• TASK OBJECTIVE:
Among the entries that follow, find the lines holding "grammar" and say how many there are, with no other words.

• INPUT RECORDS:
◆ ◆ ◆
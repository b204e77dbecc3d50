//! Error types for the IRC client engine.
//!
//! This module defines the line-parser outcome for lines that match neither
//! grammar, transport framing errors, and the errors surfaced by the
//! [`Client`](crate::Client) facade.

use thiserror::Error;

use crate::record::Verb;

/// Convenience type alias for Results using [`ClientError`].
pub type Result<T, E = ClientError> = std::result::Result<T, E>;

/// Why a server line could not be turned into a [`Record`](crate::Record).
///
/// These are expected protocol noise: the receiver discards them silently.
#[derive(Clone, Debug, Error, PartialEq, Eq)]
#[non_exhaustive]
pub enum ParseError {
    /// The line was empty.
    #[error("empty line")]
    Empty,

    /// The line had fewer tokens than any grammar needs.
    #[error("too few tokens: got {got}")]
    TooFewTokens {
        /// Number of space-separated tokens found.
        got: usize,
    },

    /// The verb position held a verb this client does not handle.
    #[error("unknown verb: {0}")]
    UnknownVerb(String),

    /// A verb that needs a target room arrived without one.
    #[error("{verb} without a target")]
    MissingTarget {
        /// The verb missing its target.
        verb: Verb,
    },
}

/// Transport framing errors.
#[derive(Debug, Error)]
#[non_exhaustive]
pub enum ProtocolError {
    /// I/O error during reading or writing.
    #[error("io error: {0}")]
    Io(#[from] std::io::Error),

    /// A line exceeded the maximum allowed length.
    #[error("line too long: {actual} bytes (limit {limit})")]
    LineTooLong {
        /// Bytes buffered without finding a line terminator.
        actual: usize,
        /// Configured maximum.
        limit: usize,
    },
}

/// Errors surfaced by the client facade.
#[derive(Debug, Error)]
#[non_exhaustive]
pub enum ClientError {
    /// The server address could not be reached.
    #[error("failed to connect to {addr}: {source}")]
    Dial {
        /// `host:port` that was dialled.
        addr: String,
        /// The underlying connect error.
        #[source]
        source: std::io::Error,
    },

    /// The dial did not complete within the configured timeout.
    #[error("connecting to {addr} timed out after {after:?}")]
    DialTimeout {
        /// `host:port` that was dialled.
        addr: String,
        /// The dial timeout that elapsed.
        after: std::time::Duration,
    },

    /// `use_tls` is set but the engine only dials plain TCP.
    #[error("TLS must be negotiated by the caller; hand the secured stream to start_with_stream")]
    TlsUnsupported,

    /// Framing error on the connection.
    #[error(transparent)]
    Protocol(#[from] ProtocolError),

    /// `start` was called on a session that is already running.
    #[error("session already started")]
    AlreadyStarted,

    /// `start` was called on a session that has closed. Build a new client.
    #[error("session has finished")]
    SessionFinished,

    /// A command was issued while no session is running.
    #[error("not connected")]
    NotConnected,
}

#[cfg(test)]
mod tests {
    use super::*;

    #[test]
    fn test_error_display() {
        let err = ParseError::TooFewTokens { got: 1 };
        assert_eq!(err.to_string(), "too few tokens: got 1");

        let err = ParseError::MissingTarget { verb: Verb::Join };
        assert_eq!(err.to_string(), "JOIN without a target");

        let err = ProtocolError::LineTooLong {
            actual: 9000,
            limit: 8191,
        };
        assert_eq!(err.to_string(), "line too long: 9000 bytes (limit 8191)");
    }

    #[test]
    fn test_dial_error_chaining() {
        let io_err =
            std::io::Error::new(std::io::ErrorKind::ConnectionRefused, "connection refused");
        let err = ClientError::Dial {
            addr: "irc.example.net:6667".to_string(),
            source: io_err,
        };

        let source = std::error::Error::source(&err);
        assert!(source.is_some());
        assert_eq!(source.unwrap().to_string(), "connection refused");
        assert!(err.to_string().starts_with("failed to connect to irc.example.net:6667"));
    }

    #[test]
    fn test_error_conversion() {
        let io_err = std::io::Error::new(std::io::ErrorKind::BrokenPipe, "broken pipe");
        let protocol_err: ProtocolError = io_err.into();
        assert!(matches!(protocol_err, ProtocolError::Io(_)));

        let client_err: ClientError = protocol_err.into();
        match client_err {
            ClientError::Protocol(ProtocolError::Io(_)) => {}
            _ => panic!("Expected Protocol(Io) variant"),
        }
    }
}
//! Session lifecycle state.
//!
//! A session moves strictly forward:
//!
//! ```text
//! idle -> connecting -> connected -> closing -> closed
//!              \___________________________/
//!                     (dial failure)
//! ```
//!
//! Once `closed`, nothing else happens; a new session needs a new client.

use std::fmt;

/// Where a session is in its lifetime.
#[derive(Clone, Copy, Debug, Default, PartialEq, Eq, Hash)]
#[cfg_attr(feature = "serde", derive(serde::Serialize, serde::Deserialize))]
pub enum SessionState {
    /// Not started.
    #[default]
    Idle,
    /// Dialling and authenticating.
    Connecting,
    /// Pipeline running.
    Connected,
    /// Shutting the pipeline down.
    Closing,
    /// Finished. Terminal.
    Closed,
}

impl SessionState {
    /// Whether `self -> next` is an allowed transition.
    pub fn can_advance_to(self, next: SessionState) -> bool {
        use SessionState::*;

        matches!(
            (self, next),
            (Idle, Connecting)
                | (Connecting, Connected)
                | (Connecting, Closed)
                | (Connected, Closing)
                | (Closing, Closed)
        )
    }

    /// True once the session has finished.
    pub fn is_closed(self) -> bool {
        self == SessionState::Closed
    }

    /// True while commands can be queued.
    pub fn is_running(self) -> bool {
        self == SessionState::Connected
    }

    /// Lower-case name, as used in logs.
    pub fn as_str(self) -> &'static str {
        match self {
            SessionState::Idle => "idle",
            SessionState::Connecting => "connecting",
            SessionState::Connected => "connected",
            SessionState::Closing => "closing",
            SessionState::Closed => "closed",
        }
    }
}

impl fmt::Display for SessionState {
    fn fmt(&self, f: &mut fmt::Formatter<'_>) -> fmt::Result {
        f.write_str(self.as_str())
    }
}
◆ ◆ ◆
• FINISHED EXERCISE:
2